Pas plus que les syndicats les employeurs ne sautent de joie à l’arrivée des hérauts proclamés du « syndicalisme de lutte des classes ». C’est la certitude a minima d’occuper les juristes de l’entreprise, voire des cabinets d’avocat. Non représentatifs, selon les anciens critères, les SUD ont développé une expertise juridique pour faire reconnaître leur section… et une sacrée endurance. Car les directions d’entreprise, comme les syndicats en place, harcèlent aussi le harceleur pour empêcher son implantation.
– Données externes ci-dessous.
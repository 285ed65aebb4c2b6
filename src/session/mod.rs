//! Dialogue sessions: the per-user state machines for onboarding and
//! engagement.
//!
//! Each user has at most one active session. Onboarding collects the
//! company profile and saves it; engagement collects client details and
//! renders the Terms & Conditions document. Both flows are strictly linear
//! and advance one answer at a time.

pub mod manager;
pub mod model;
pub mod prompts;
pub mod state;

pub use manager::{
    spawn_eviction_task, Cancelled, Completion, RenderedDocument, SessionManager,
    SessionStarted, SubmitOutcome,
};
pub use model::{DialogueSession, EngagementRecord};
pub use state::{EngagementStep, FlowKind, OnboardingStep, Step};
//! CLI channel: stdin/stdout REPL for local use.

use async_trait::async_trait;
use futures::stream;
use tokio::io::{AsyncBufReadExt, BufReader};

use crate::channels::{Channel, IncomingMessage, MessageStream, OutgoingResponse};
use crate::error::ChannelError;

/// User id for everything typed on stdin.
pub const CLI_USER: &str = "local-user";

/// A simple CLI channel that reads from stdin and writes to stdout.
#[derive(Default)]
pub struct CliChannel;

impl CliChannel {
    pub fn new() -> Self {
        Self
    }
}

#[async_trait]
impl Channel for CliChannel {
    fn name(&self) -> &str {
        "cli"
    }

    async fn start(&self) -> Result<MessageStream, ChannelError> {
        let (tx, rx) = tokio::sync::mpsc::unbounded_channel();

        tokio::spawn(async move {
            let stdin = tokio::io::stdin();
            let reader = BufReader::new(stdin);
            let mut lines = reader.lines();

            eprint!("> ");

            loop {
                match lines.next_line().await {
                    Ok(Some(line)) => {
                        let line = line.trim().to_string();
                        if line.is_empty() {
                            eprint!("> ");
                            continue;
                        }
                        let msg = IncomingMessage::new("cli", CLI_USER, &line);
                        if tx.send(msg).is_err() {
                            break;
                        }
                    }
                    Ok(None) => break, // EOF
                    Err(e) => {
                        tracing::error!("Error reading stdin: {}", e);
                        break;
                    }
                }
            }
        });

        let stream = stream::unfold(rx, |mut rx| async move {
            rx.recv().await.map(|msg| (msg, rx))
        });

        Ok(Box::pin(stream))
    }

    async fn respond(
        &self,
        _msg: &IncomingMessage,
        response: OutgoingResponse,
    ) -> Result<(), ChannelError> {
        println!("\n{}", response.content);
        if let Some(attachment) = response.attachment {
            println!(
                "📎 {} ({} bytes)",
                attachment.file_name,
                attachment.bytes.len()
            );
        }
        println!();
        eprint!("> ");
        Ok(())
    }

    async fn health_check(&self) -> Result<(), ChannelError> {
        Ok(())
    }

    async fn shutdown(&self) -> Result<(), ChannelError> {
        Ok(())
    }
}
//! Document rendering: turns a profile and an engagement into the
//! Terms & Conditions document and its PDF bytes.

pub mod pdf;
pub mod terms;

pub use terms::{render, standard_terms, Section, TermsDocument};
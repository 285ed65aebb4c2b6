//! Configuration types.

use std::path::PathBuf;
use std::time::Duration;

use secrecy::SecretString;

use crate::error::ConfigError;

pub const DEFAULT_DATA_PATH: &str = "termsandcondition/user_data/user_data.json";
pub const DEFAULT_OUTPUT_DIR: &str = "termsandcondition/generated";

/// Telegram channel settings.
#[derive(Debug)]
pub struct TelegramConfig {
    pub bot_token: SecretString,
    /// Usernames or numeric ids; `*` allows everyone.
    pub allowed_users: Vec<String>,
}

/// Bot configuration.
#[derive(Debug)]
pub struct BotConfig {
    /// Enabled when `TELEGRAM_BOT_TOKEN` is set.
    pub telegram: Option<TelegramConfig>,
    /// Whether the stdin/stdout channel runs.
    pub cli_enabled: bool,
    /// JSON file holding company profiles.
    pub data_path: PathBuf,
    /// Directory receiving generated documents.
    pub output_dir: PathBuf,
    /// Sessions idle longer than this are dropped. `None` keeps them forever.
    pub session_idle_timeout: Option<Duration>,
    /// Optional directory for daily-rotated log files.
    pub log_dir: Option<PathBuf>,
}

impl Default for BotConfig {
    fn default() -> Self {
        Self {
            telegram: None,
            cli_enabled: true,
            data_path: PathBuf::from(DEFAULT_DATA_PATH),
            output_dir: PathBuf::from(DEFAULT_OUTPUT_DIR),
            session_idle_timeout: None,
            log_dir: None,
        }
    }
}

impl BotConfig {
    /// Load configuration from the process environment.
    pub fn from_env() -> Result<Self, ConfigError> {
        Self::from_lookup(|key| std::env::var(key).ok())
    }

    /// Load configuration through `lookup`, which returns a variable's value
    /// if it is set.
    pub fn from_lookup<F>(lookup: F) -> Result<Self, ConfigError>
    where
        F: Fn(&str) -> Option<String>,
    {
        let defaults = Self::default();

        let telegram = lookup("TELEGRAM_BOT_TOKEN")
            .filter(|t| !t.trim().is_empty())
            .map(|token| TelegramConfig {
                bot_token: SecretString::from(token),
                allowed_users: lookup("TELEGRAM_ALLOWED_USERS")
                    .unwrap_or_else(|| "*".to_string())
                    .split(',')
                    .map(|s| s.trim().to_string())
                    .filter(|s| !s.is_empty())
                    .collect(),
            });

        let cli_enabled = match lookup("TERMS_BOT_CLI") {
            Some(v) => parse_bool("TERMS_BOT_CLI", &v)?,
            None => defaults.cli_enabled,
        };

        let session_idle_timeout = match lookup("TERMS_BOT_SESSION_IDLE_SECS") {
            Some(v) => {
                let secs: u64 = v.trim().parse().map_err(|_| ConfigError::InvalidValue {
                    key: "TERMS_BOT_SESSION_IDLE_SECS".to_string(),
                    message: format!("expected a number of seconds, got {v:?}"),
                })?;
                (secs > 0).then(|| Duration::from_secs(secs))
            }
            None => None,
        };

        let config = Self {
            telegram,
            cli_enabled,
            data_path: lookup("TERMS_BOT_DATA_PATH")
                .map(PathBuf::from)
                .unwrap_or(defaults.data_path),
            output_dir: lookup("TERMS_BOT_OUTPUT_DIR")
                .map(PathBuf::from)
                .unwrap_or(defaults.output_dir),
            session_idle_timeout,
            log_dir: lookup("TERMS_BOT_LOG_DIR").map(PathBuf::from),
        };

        if config.telegram.is_none() && !config.cli_enabled {
            return Err(ConfigError::NoChannels);
        }
        Ok(config)
    }
}

fn parse_bool(key: &str, value: &str) -> Result<bool, ConfigError> {
    match value.trim().to_ascii_lowercase().as_str() {
        "1" | "true" | "yes" | "on" => Ok(true),
        "0" | "false" | "no" | "off" => Ok(false),
        _ => Err(ConfigError::InvalidValue {
            key: key.to_string(),
            message: format!("expected true or false, got {value:?}"),
        }),
    }
}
Depuis un an, Chronopost a contesté huit fois devant les tribunaux la désignation des délégués syndicaux SUD. Lors des dernières élections professionnelles, EDF et GDF ont lancé 10 assignations en dix jours pour invalider des listes de candidats SUD Énergie… Problème, la reconnaissance de la représentativité n’éteint pas la guérilla juridique. « SUD s’engouffre dans toutes les failles de nos accords d’entreprise », soupire un DRH d’une entreprise publique. « C’est la stratégie du grain de sable : il est petit mais vite obsédant », sourit Olivier Cots, de SUD RATP, qui comptait en mars « une vingtaine d’actions en cours ». Les grèves de cinquante-neuf minutes, utilisées à Saint-Lazare, sont nées de ce pointillisme. « Rien d’illégal : nous lisons les textes », répond Thierry Renard, responsable juridique de Solidaires.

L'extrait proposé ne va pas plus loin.